Another thing you may need to check is the cut-off valve at the wall. It has a rubber washer in it that may have broken and is lodged in the supply line.
It may also be a problem in the ball-cock valve which you may need to change out.
Please let us know how it comes out.
Glenn


----------



## neral1

The whistling sound is when the water/tank starts to fill.


----------



## majakdragon

Sounds like a fill-valve problem. May be calcium deposits blocking the flow. I would recommend replacing the valve. I use Fluidmaster 400A valves. Less than $10 at most Home Centers and hardware stores. While you have the valve disconnected, hold a rag over the top of the supply tube and turn the supply valve on and off 2 or 3 times. This should clear any blockage in the valve or supply tube.
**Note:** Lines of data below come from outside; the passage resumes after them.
//! View assembly: one load, seven independent views.
//!
//! A load failure aborts the whole dashboard. A view failure is recorded in its
//! slot and the remaining views are still produced.

use crate::config::DashboardConfig;
use crate::data::Dataset;
use crate::error::{LoadError, ViewError};
use crate::loader::load_dataset;
use crate::view::AnalyticalView;
use crate::views::{Schemas, VIEWS};
use serde::Serialize;
use std::collections::BTreeMap;
use std::path::Path;
use std::thread;
use tracing::{debug, info, warn};

/// Outcome of every view, keyed `graph1`..`graph7`
#[derive(Debug, Clone, PartialEq)]
pub struct Dashboard {
    pub views: BTreeMap<String, Result<AnalyticalView, ViewError>>,
}

#[derive(Serialize)]
#[serde(untagged)]
enum Entry<'a> {
    View(&'a AnalyticalView),
    Failed { error: String },
}

impl Dashboard {
    pub fn get(&self, id: &str) -> Option<&Result<AnalyticalView, ViewError>> {
        self.views.get(id)
    }

    pub fn successes(&self) -> impl Iterator<Item = &AnalyticalView> {
        self.views.values().filter_map(|v| v.as_ref().ok())
    }

    pub fn failures(&self) -> impl Iterator<Item = (&str, &ViewError)> {
        self.views
            .iter()
            .filter_map(|(id, v)| v.as_ref().err().map(|e| (id.as_str(), e)))
    }

    /// Views with their tables, failed slots as `{ "error": ... }`
    pub fn to_json(&self) -> serde_json::Value {
        let entries: BTreeMap<&str, Entry<'_>> = self
            .views
            .iter()
            .map(|(id, v)| {
                let entry = match v {
                    Ok(view) => Entry::View(view),
                    Err(e) => Entry::Failed { error: e.to_string() },
                };
                (id.as_str(), entry)
            })
            .collect();

        serde_json::to_value(entries).unwrap_or(serde_json::Value::Null)
    }
}

/// Compute all views over an already loaded dataset
pub fn build_dashboard(dataset: &Dataset, config: &DashboardConfig) -> Dashboard {
    let schemas = Schemas::new(dataset, config);

    let results: Vec<(String, Result<AnalyticalView, ViewError>)> = if config.parallel {
        debug!("evaluating {} views on scoped threads", VIEWS.len());
        thread::scope(|scope| {
            let handles: Vec<_> = VIEWS
                .iter()
                .map(|&(id, builder)| {
                    let schemas = &schemas;
                    (id, scope.spawn(move || builder(schemas, config)))
                })
                .collect();

            handles
                .into_iter()
                .map(|(id, handle)| {
                    let result = handle.join().unwrap_or_else(|panic| std::panic::resume_unwind(panic));
                    (id.to_string(), result)
                })
                .collect()
        })
    } else {
        VIEWS
            .iter()
            .map(|&(id, builder)| (id.to_string(), builder(&schemas, config)))
            .collect()
    };

    for (id, result) in &results {
        match result {
            Ok(view) => debug!("{}: {} rows", id, view.table.len()),
            Err(e) => warn!("{} failed: {}", id, e),
        }
    }

    Dashboard {
        views: results.into_iter().collect(),
    }
}

/// Load the source file and build every view. Only loading is fatal.
pub fn run(path: impl AsRef<Path>, config: &DashboardConfig) -> Result<Dashboard, LoadError> {
    let dataset = load_dataset(path)?;
    let dashboard = build_dashboard(&dataset, config);
    info!(
        "dashboard ready: {} views, {} failed",
        dashboard.views.len(),
        dashboard.failures().count()
    );
    Ok(dashboard)
}

#[cfg(test)]
mod tests {
    use super::*;
    use crate::config::SourceColumns;

    fn make_data() -> Dataset {
        let c = SourceColumns::default();
        Dataset::new(
            vec![
                c.region,
                c.status,
                c.sustainability,
                c.participants,
                c.women_participants,
                c.period,
                c.target_population,
            ],
            vec![
                ["Norte", "Activo", "Sí", "10", "4", "2023", "C"],
                ["Sur", "Cerrado", "No", "5", "2", "2022", "A"],
            ]
            .iter()
            .map(|r| r.iter().map(|s| s.to_string()).collect())
            .collect(),
        )
        .unwrap()
    }

    #[test]
    fn test_all_seven_slots() {
        let dashboard = build_dashboard(&make_data(), &DashboardConfig::default());
        let ids: Vec<&str> = dashboard.views.keys().map(String::as_str).collect();
        assert_eq!(
            ids,
            vec!["graph1", "graph2", "graph3", "graph4", "graph5", "graph6", "graph7"]
        );
        assert_eq!(dashboard.successes().count(), 7);
    }

    #[test]
    fn test_parallel_matches_sequential() {
        let data = make_data();
        let sequential = build_dashboard(&data, &DashboardConfig::default());
        let parallel = build_dashboard(
            &data,
            &DashboardConfig {
                parallel: true,
                ..DashboardConfig::default()
            },
        );
        assert_eq!(sequential, parallel);
    }

    #[test]
    fn test_failure_is_isolated() {
        let data = make_data().without_column("Población objetivo de la iniciativa");
        let dashboard = build_dashboard(&data, &DashboardConfig::default());
        let failed: Vec<&str> = dashboard.failures().map(|(id, _)| id).collect();
        assert_eq!(failed, vec!["graph5", "graph6", "graph7"]);
        assert_eq!(dashboard.successes().count(), 4);

        let json = dashboard.to_json();
        assert_eq!(json["graph5"]["error"], "column 'Estrato' not found");
        assert_eq!(json["graph1"]["chart"]["kind"], "bar");
    }

    #[test]
    fn test_run_load_error() {
        let err = run("missing/indicador31.csv", &DashboardConfig::default()).unwrap_err();
        assert!(matches!(err, LoadError::Io { .. }));
    }
}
If you have the "ball type" fill valve, the Fluidmaster will eliminate it. Keep the (extremely simple) installation instruction since they also contain trouble shooting info for the future.


----------



## gallo_gun

I agree with majakdragon completely, it is the fill valve I have many calls about whistling toilets where I work at and eliminating the ball-cock fill valve and replacing it with a fluidmaster should work. They are very easy to install


----------



## smith931

I have the same problem. The whistle just makes me irritated. Then I replace a new rubber washer in the valve and thankfully it was fixed.


----------